I'm getting a PhD in Anthropology, which means that I am required to do fieldwork. I did some preliminary fieldwork in an "exotic" locale for three months last year, and decided that I just couldn't go back to do the rest of the physically challenging (and potentially life-threatening) fieldwork necessary to complete my proposed project. So I took a few months to think about it, and switched to a project that I found equally engaging, but that could be done in a place that I am more comfortable with and where I have some theoretical background: the United States. I was born in the United States, which means I would be "studying myown" (also a problem sometimes in Anthropology), but I have a degree inAmerican political theory and have studied persuasion, speech-making,and American political advertising as well.
Although providing a more physically and financially comfortable research site, switching to the US wasn't an easy choice. I would have to shuffle my committee (who I loved) and give up a project I had been invested in. I also knew that shifting my subject area just before dissertation proposal would set me back 6mths-1yr (at least) in research time. My decision to shift was begrudgingly supported by some in my department, and vehemently opposed by others.

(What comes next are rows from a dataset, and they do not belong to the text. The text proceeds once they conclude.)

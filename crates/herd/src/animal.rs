use core::str::FromStr;

use yakshop_core::{Days, DomainError, DomainResult, Litres};

/// Age at which an animal is culled (10 years).
pub const LIFESPAN: Days = Days::years(10);

/// Days of wool regrowth every animal needs before it can be shaved again.
const BASE_REGROWTH_DAYS: f64 = 8.0;

/// Extra regrowth days per day of age.
const REGROWTH_PER_DAY_OF_AGE: f64 = 0.01;

/// Daily yield of a newborn female, in litres.
const BASE_MILK_YIELD: f64 = 50.0;

/// Litres the daily yield drops per day of age.
const MILK_DECLINE_PER_DAY: f64 = 0.03;

#[derive(Debug, Copy, Clone, PartialEq, Eq, Hash)]
pub enum Sex {
    Female,
    Male,
}

impl FromStr for Sex {
    type Err = DomainError;

    fn from_str(s: &str) -> Result<Self, Self::Err> {
        match s.trim().to_ascii_lowercase().as_str() {
            "f" | "female" => Ok(Sex::Female),
            "m" | "male" => Ok(Sex::Male),
            other => Err(DomainError::validation(format!(
                "sex must be one of: f, m (got {other:?})"
            ))),
        }
    }
}

/// A single animal of the herd.
///
/// `age_last_shaved` and `age_last_milked` never exceed `age`: they are only
/// ever set to the current age, and age only grows.
#[derive(Debug, Clone, PartialEq)]
pub struct Animal {
    name: String,
    age: Days,
    sex: Sex,
    age_last_milked: Days,
    age_last_shaved: Days,
}

impl Animal {
    /// A freshly loaded animal. It has never been milked or shaved, so both
    /// bookkeeping ages start at day zero.
    pub fn new(name: impl Into<String>, age: Days, sex: Sex) -> DomainResult<Self> {
        let name = name.into();
        if name.trim().is_empty() {
            return Err(DomainError::validation("name cannot be empty"));
        }

        Ok(Self {
            name,
            age,
            sex,
            age_last_milked: Days::ZERO,
            age_last_shaved: Days::ZERO,
        })
    }

    pub fn name(&self) -> &str {
        &self.name
    }

    pub fn age(&self) -> Days {
        self.age
    }

    pub fn sex(&self) -> Sex {
        self.sex
    }

    pub fn age_last_milked(&self) -> Days {
        self.age_last_milked
    }

    pub fn age_last_shaved(&self) -> Days {
        self.age_last_shaved
    }

    /// Whether the wool has grown back since the last shave.
    ///
    /// Regrowth takes 8 days plus 1% of the animal's current age.
    pub fn can_shave(&self) -> bool {
        let grown = self.age.since(self.age_last_shaved).as_f64();
        grown >= BASE_REGROWTH_DAYS + self.age.as_f64() * REGROWTH_PER_DAY_OF_AGE
    }

    pub fn shave(&mut self) {
        self.age_last_shaved = self.age;
    }

    /// Milk the animal and return the yield.
    ///
    /// Females give `50 - age * 0.03` litres, males nothing. No floor is
    /// applied; the yield turns negative past 1666 days of age.
    pub fn milk(&mut self) -> Litres {
        self.age_last_milked = self.age;
        match self.sex {
            Sex::Female => Litres::new(BASE_MILK_YIELD - self.age.as_f64() * MILK_DECLINE_PER_DAY),
            Sex::Male => Litres::ZERO,
        }
    }

    pub fn age_one_day(&mut self) {
        self.age = self.age.succ();
    }

    /// Whether the animal has reached the end of its life.
    pub fn is_past_lifespan(&self) -> bool {
        self.age >= LIFESPAN
    }
}

#[cfg(test)]
mod tests {
    use super::*;

    fn female(days: u32) -> Animal {
        Animal::new("Betty", Days::new(days), Sex::Female).unwrap()
    }

    #[test]
    fn empty_name_is_rejected() {
        let err = Animal::new("  ", Days::new(10), Sex::Male).unwrap_err();
        assert_eq!(err, DomainError::validation("name cannot be empty"));
    }

    #[test]
    fn sex_parses_short_and_long_forms() {
        assert_eq!("f".parse::<Sex>().unwrap(), Sex::Female);
        assert_eq!("Male".parse::<Sex>().unwrap(), Sex::Male);
        assert!(matches!("x".parse::<Sex>(), Err(DomainError::Validation(_))));
    }

    #[test]
    fn female_yield_declines_with_age() {
        assert_eq!(female(0).milk(), Litres::new(50.0));
        assert_eq!(female(400).milk(), Litres::new(38.0));
        assert_eq!(female(800).milk(), Litres::new(26.0));
        assert_eq!(female(950).milk(), Litres::new(21.5));
    }

    #[test]
    fn male_gives_no_milk() {
        let mut billy = Animal::new("Billy", Days::new(500), Sex::Male).unwrap();
        assert_eq!(billy.milk(), Litres::ZERO);
        assert_eq!(billy.age_last_milked(), Days::new(500));
    }

    #[test]
    fn yield_is_not_floored() {
        assert!(female(2000).milk().is_negative());
    }

    #[test]
    fn milking_records_age() {
        let mut betty = female(412);
        betty.milk();
        assert_eq!(betty.age_last_milked(), Days::new(412));
    }

    #[test]
    fn shave_eligibility_follows_regrowth_rule() {
        let mut betty = female(400);
        // Never shaved: 400 days of wool.
        assert!(betty.can_shave());
        betty.shave();
        assert_eq!(betty.age_last_shaved(), Days::new(400));
        assert!(!betty.can_shave());

        // Needs 8 + 4.12 days at age 412, so not yet.
        for _ in 0..12 {
            betty.age_one_day();
        }
        assert!(!betty.can_shave());

        // At 413: 13 >= 12.13.
        betty.age_one_day();
        assert!(betty.can_shave());
    }

    #[test]
    fn newborn_cannot_be_shaved() {
        assert!(!female(0).can_shave());
        assert!(!female(7).can_shave());
        assert!(female(9).can_shave());
    }

    #[test]
    fn lifespan_is_ten_years() {
        assert!(!female(999).is_past_lifespan());
        assert!(female(1000).is_past_lifespan());
    }
}
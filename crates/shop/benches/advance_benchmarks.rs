use criterion::{BenchmarkId, Criterion, Throughput, black_box, criterion_group, criterion_main};

use yakshop_core::{Days, Litres};
use yakshop_herd::{Animal, Herd, Sex};
use yakshop_shop::{Order, OrderedGoods, Shop};

/// Herd of `size` animals with ages spread over the whole lifespan.
fn herd_of(size: u32) -> Herd {
    (0..size)
        .map(|i| {
            let sex = if i % 4 == 0 { Sex::Male } else { Sex::Female };
            Animal::new(format!("yak-{i}"), Days::new((i * 37) % 1000), sex).unwrap()
        })
        .collect()
}

/// Benchmark: simulating a year of days for herds of growing size.
fn bench_advance_one_year(c: &mut Criterion) {
    let mut group = c.benchmark_group("advance_one_year");

    for size in [10u32, 100, 1_000] {
        group.throughput(Throughput::Elements(u64::from(size) * 100));
        group.bench_with_input(BenchmarkId::from_parameter(size), &size, |b, &size| {
            b.iter_batched(
                || Shop::with_herd(herd_of(size)),
                |mut shop| {
                    shop.advance_to(black_box(Days::years(1)));
                    shop
                },
                criterion::BatchSize::SmallInput,
            );
        });
    }

    group.finish();
}

/// Benchmark: order fulfillment against a stocked shop.
fn bench_place_order(c: &mut Criterion) {
    let mut shop = Shop::with_herd(herd_of(100));
    shop.advance_to(Days::new(50));

    let order = Order {
        customer: "bench".to_string(),
        goods: OrderedGoods {
            milk: Litres::new(0.5),
            skins: 0,
        },
    };

    c.bench_function("place_order_milk", |b| {
        b.iter(|| shop.place_order(black_box(&order)));
    });
}

criterion_group!(benches, bench_advance_one_year, bench_place_order);
criterion_main!(benches);
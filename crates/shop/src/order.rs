use serde::{Deserialize, Serialize};

use yakshop_core::{DomainError, DomainResult, Litres};
use yakshop_inventory::Stock;

/// Quantities of each good, as requested by a customer or as shipped.
///
/// A zero quantity means "not requested" (or "not shipped") and is left out
/// when serialized.
#[derive(Debug, Copy, Clone, Default, PartialEq, Serialize, Deserialize)]
pub struct OrderedGoods {
    #[serde(default, skip_serializing_if = "is_no_milk")]
    pub milk: Litres,
    #[serde(default, skip_serializing_if = "is_no_skins")]
    pub skins: u32,
}

fn is_no_milk(milk: &Litres) -> bool {
    *milk == Litres::ZERO
}

fn is_no_skins(skins: &u32) -> bool {
    *skins == 0
}

impl OrderedGoods {
    pub fn validate(&self) -> DomainResult<()> {
        let milk = self.milk.get();
        if !milk.is_finite() {
            return Err(DomainError::validation("milk must be a finite quantity"));
        }
        if milk < 0.0 {
            return Err(DomainError::validation("milk cannot be negative"));
        }
        Ok(())
    }

    pub fn is_empty(&self) -> bool {
        is_no_milk(&self.milk) && is_no_skins(&self.skins)
    }
}

/// A customer's order. Ephemeral: built per request, never retained.
#[derive(Debug, Clone, PartialEq, Deserialize)]
pub struct Order {
    #[serde(default)]
    pub customer: String,
    #[serde(rename = "order")]
    pub goods: OrderedGoods,
}

impl Order {
    pub fn validate(&self) -> DomainResult<()> {
        self.goods.validate()
    }
}

/// Outcome class of an order.
#[derive(Debug, Copy, Clone, PartialEq, Eq, Serialize)]
#[serde(rename_all = "snake_case")]
pub enum FulfillmentStatus {
    /// Everything requested was shipped.
    Created,
    /// Some requested goods were shipped, others were not available.
    Partial,
    /// Nothing was requested, or nothing requested was available.
    NotFound,
}

impl FulfillmentStatus {
    /// Classify from the count of requested goods and of those unavailable.
    /// First match wins.
    pub fn classify(requested: usize, unavailable: usize) -> Self {
        if requested == 0 || unavailable == requested {
            FulfillmentStatus::NotFound
        } else if unavailable > 0 {
            FulfillmentStatus::Partial
        } else {
            FulfillmentStatus::Created
        }
    }
}

/// Result of fulfilling one order.
#[derive(Debug, Clone, PartialEq)]
pub struct Fulfillment {
    pub status: FulfillmentStatus,
    pub shipped: OrderedGoods,
    pub requested: usize,
    pub unavailable: usize,
}

/// Withdraw each requested good from `stock` independently.
///
/// A good that cannot be withdrawn in full is not shipped at all; a failed
/// good never rolls back a good that was withdrawn.
pub fn fulfill(stock: &Stock, goods: &OrderedGoods) -> Fulfillment {
    let mut shipped = *goods;
    let mut requested = 0;
    let mut unavailable = 0;

    if goods.milk > Litres::ZERO {
        requested += 1;
        if let Err(e) = stock.take_milk(goods.milk) {
            tracing::debug!(error = %e, "milk not shipped");
            unavailable += 1;
            shipped.milk = Litres::ZERO;
        }
    }

    if goods.skins > 0 {
        requested += 1;
        if let Err(e) = stock.take_skins(goods.skins) {
            tracing::debug!(error = %e, "skins not shipped");
            unavailable += 1;
            shipped.skins = 0;
        }
    }

    Fulfillment {
        status: FulfillmentStatus::classify(requested, unavailable),
        shipped,
        requested,
        unavailable,
    }
}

The other day I had a meeting with a senior faculty member who noted this shift in my research and then proceeded to tell me that, with my shift in research area, I may want to "look for the Universities that are better equipped to support my proposed research" as well as my "career goals." We're talking Anthropology--so in essence all I need to do work are books and people. Yet, during the course of our conversation, some manifestation of this suggestion to "check out other Universities" was mentioned several times. I may be paranoid, but I feel as if the overuse of this "suggestion" could be translated as "...we are giving you an out to leave without us actively kicking you out..."
I am an excellent student who is in dissertation proposal phase. I have been very active as a T.A., instructor, department workshop participant, and organizer. Up to the point where I shifted my research, I had completed all major qualifying benchmarks at the top of my class. This shift has really made some people angry, but is it honestly possible that they are so miffed about my change in research topic that they would ask me to go? I really don't know how to read this. Any thoughts would be greatly appreciated.